◆ **PROVIDED INFORMATION**

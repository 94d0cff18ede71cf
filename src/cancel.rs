use tokio::sync::watch;

/// Sending half: flips every paired [`CancelSignal`] to cancelled.
#[derive(Debug)]
pub struct CancelHandle {
    tx: watch::Sender<bool>,
}

/// Receiving half, cloned into every operation that spawns a subprocess.
#[derive(Debug, Clone)]
pub struct CancelSignal {
    rx: watch::Receiver<bool>,
}

pub fn channel() -> (CancelHandle, CancelSignal) {
    let (tx, rx) = watch::channel(false);
    (CancelHandle { tx }, CancelSignal { rx })
}

impl CancelHandle {
    pub fn cancel(&self) {
        self.tx.send_replace(true);
    }
}

impl CancelSignal {
    /// A signal that never fires.
    pub fn never() -> Self {
        let (_, signal) = channel();
        signal
    }

    pub fn is_cancelled(&self) -> bool {
        *self.rx.borrow()
    }

    /// Resolves once cancellation is requested. Pends forever if the handle
    /// was dropped without cancelling.
    pub async fn cancelled(&self) {
        let mut rx = self.rx.clone();
        loop {
            if *rx.borrow_and_update() {
                return;
            }
            if rx.changed().await.is_err() {
                std::future::pending::<()>().await;
            }
        }
    }
}
use crate::error::{Result, ToolError};
use tracing::debug;

/// The parts of a `go.mod` file needed to pin tool versions.
#[derive(Debug, Default, Clone, PartialEq, Eq)]
pub struct ModFile {
    /// Path declared by the `module` directive, if any.
    pub module: Option<String>,
    /// Version from the `go` directive.
    pub go: Option<String>,
    pub require: Vec<Require>,
}

/// One `require` entry.
#[derive(Debug, Clone, PartialEq, Eq)]
pub struct Require {
    pub path: String,
    pub version: String,
    /// Marked `// indirect`, i.e. only needed transitively.
    pub indirect: bool,
}

impl ModFile {
    /// Parses manifest text laxly: unknown directives are skipped, but malformed
    /// `module` and `require` lines and unbalanced blocks are errors.
    pub fn parse(file_name: &str, src: &str) -> Result<ModFile> {
        let mut modfile = ModFile::default();
        let mut block: Option<(String, usize)> = None;

        for (idx, raw) in src.lines().enumerate() {
            let line_no = idx + 1;
            let (code, comment) = split_comment(raw);
            let words = tokenize(code);

            if let Some((directive, _)) = block.clone() {
                if words.first().map(String::as_str) == Some(")") {
                    if words.len() > 1 {
                        return Err(ToolError::parse(file_name, line_no, "unexpected text after ')'"));
                    }
                    block = None;
                    continue;
                }
                if words.is_empty() {
                    continue;
                }
                modfile.entry(file_name, line_no, &directive, &words, comment)?;
                continue;
            }

            let Some((directive, args)) = words.split_first() else {
                continue;
            };
            if directive == ")" {
                return Err(ToolError::parse(file_name, line_no, "unexpected ')'"));
            }
            if args.len() == 1 && args[0] == "(" {
                block = Some((directive.clone(), line_no));
                continue;
            }
            modfile.entry(file_name, line_no, directive, args, comment)?;
        }

        if let Some((directive, opened)) = block {
            return Err(ToolError::parse(
                file_name,
                opened,
                format!("{directive} block is never closed"),
            ));
        }
        Ok(modfile)
    }

    /// Direct (non-indirect) requirements, in manifest order.
    pub fn direct(&self) -> impl Iterator<Item = &Require> {
        self.require.iter().filter(|r| !r.indirect)
    }

    fn entry(
        &mut self,
        file_name: &str,
        line_no: usize,
        directive: &str,
        args: &[String],
        comment: Option<&str>,
    ) -> Result<()> {
        match directive {
            "module" => {
                let [path] = args else {
                    return Err(ToolError::parse(file_name, line_no, "usage: module module/path"));
                };
                self.module = Some(path.clone());
            }
            "go" => {
                if let [version] = args {
                    self.go = Some(version.clone());
                }
            }
            "require" => {
                let [path, version] = args else {
                    return Err(ToolError::parse(
                        file_name,
                        line_no,
                        "usage: require module/path v1.2.3",
                    ));
                };
                self.require.push(Require {
                    path: path.clone(),
                    version: version.clone(),
                    indirect: comment.is_some_and(is_indirect),
                });
            }
            other => debug!(directive = other, line = line_no, "skipping manifest directive"),
        }
        Ok(())
    }
}

fn split_comment(line: &str) -> (&str, Option<&str>) {
    match line.find("//") {
        Some(at) => (&line[..at], Some(line[at + 2..].trim())),
        None => (line, None),
    }
}

fn is_indirect(comment: &str) -> bool {
    comment == "indirect" || comment.starts_with("indirect;")
}

/// Splits a line into words, treating parentheses as their own words and
/// unquoting `"..."` strings.
fn tokenize(code: &str) -> Vec<String> {
    let mut words = Vec::new();
    let mut current = String::new();
    let mut chars = code.chars();
    while let Some(c) = chars.next() {
        match c {
            c if c.is_whitespace() => flush(&mut current, &mut words),
            '(' | ')' => {
                flush(&mut current, &mut words);
                words.push(c.to_string());
            }
            '"' => {
                for c in chars.by_ref() {
                    if c == '"' {
                        break;
                    }
                    current.push(c);
                }
            }
            c => current.push(c),
        }
    }
    flush(&mut current, &mut words);
    words
}

fn flush(current: &mut String, words: &mut Vec<String>) {
    if !current.is_empty() {
        words.push(std::mem::take(current));
    }
}
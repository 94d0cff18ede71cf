use std::path::{Path, PathBuf};
use directories::ProjectDirs;
use serde::{Deserialize, Serialize};
use anyhow::{anyhow, Context, Result};

/// Name of the optional per-project settings file.
pub const CONFIG_FILE: &str = "toolpin.toml";
pub const DEFAULT_TOOLS_FILE: &str = "tools.go";
pub const DEFAULT_MANIFEST: &str = "go.mod";
pub const DEFAULT_GO: &str = "go";

/// Contents of a `toolpin.toml` file. Every key is optional.
///
/// ```toml
/// tools-file = "internal/tools/tools.go"
/// manifest = "go.mod"
/// cache-dir = "/var/cache/toolpin"
/// go = "/usr/local/go/bin/go"
/// ```
#[derive(Deserialize, Serialize, Debug, Default, Clone, PartialEq)]
#[serde(default, rename_all = "kebab-case", deny_unknown_fields)]
pub struct ToolpinToml {
    pub tools_file: Option<PathBuf>,
    pub manifest: Option<PathBuf>,
    pub cache_dir: Option<PathBuf>,
    pub go: Option<PathBuf>,
}

impl ToolpinToml {
    /// Loads `toolpin.toml` from `root`, or the empty config if there is none.
    pub fn load_or_default<P: AsRef<Path>>(root: P) -> Result<ToolpinToml> {
        let path = root.as_ref().join(CONFIG_FILE);
        if !path.exists() {
            return Ok(ToolpinToml::default());
        }
        let content = std::fs::read_to_string(&path)
            .with_context(|| format!("Could not read {}", path.display()))?;
        toml::from_str(&content).with_context(|| format!("Invalid {}", path.display()))
    }
}

/// Settings given on the command line or through the environment.
#[derive(Debug, Default, Clone)]
pub struct Overrides {
    pub tools_file: Option<PathBuf>,
    pub manifest: Option<PathBuf>,
    pub cache_dir: Option<PathBuf>,
    pub go: Option<PathBuf>,
}

/// Fully resolved settings for one invocation.
#[derive(Debug, Clone, PartialEq)]
pub struct Settings {
    pub tools_file: PathBuf,
    pub manifest: PathBuf,
    pub cache_dir: PathBuf,
    pub go: PathBuf,
}

impl Settings {
    /// Overrides win over `toolpin.toml`, which wins over the defaults. Relative
    /// paths from the config file are taken relative to `root`.
    pub fn resolve<P: AsRef<Path>>(root: P, overrides: Overrides, file: ToolpinToml) -> Result<Settings> {
        let root = root.as_ref();
        let from_file = |p: Option<PathBuf>| p.map(|p| root.join(p));
        let cache_dir = match overrides.cache_dir.or_else(|| from_file(file.cache_dir)) {
            Some(dir) => dir,
            None => get_global_cache_dir()?,
        };
        Ok(Settings {
            tools_file: overrides
                .tools_file
                .or_else(|| from_file(file.tools_file))
                .unwrap_or_else(|| root.join(DEFAULT_TOOLS_FILE)),
            manifest: overrides
                .manifest
                .or_else(|| from_file(file.manifest))
                .unwrap_or_else(|| root.join(DEFAULT_MANIFEST)),
            cache_dir,
            go: overrides
                .go
                .or(file.go)
                .unwrap_or_else(|| PathBuf::from(DEFAULT_GO)),
        })
    }
}

/// Platform cache directory for compiled tools, e.g. `~/.cache/toolpin` on Linux.
pub fn get_global_cache_dir() -> Result<PathBuf> {
    let proj_dirs = ProjectDirs::from("org", "toolpin", "toolpin")
        .ok_or_else(|| anyhow!("Could not determine the user cache directory, maybe set $TOOLPIN_BIN?"))?;
    Ok(proj_dirs.cache_dir().to_path_buf())
}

◆ **EXERCISE PROMPT**
Working through the data above, find every line holding "ToolpinToml" and copy it.

◆ **WRITTEN ANSWER**
pub struct ToolpinToml {
impl ToolpinToml {
    pub fn load_or_default<P: AsRef<Path>>(root: P) -> Result<ToolpinToml> {
            return Ok(ToolpinToml::default());
    pub fn resolve<P: AsRef<Path>>(root: P, overrides: Overrides, file: ToolpinToml) -> Result<Settings> {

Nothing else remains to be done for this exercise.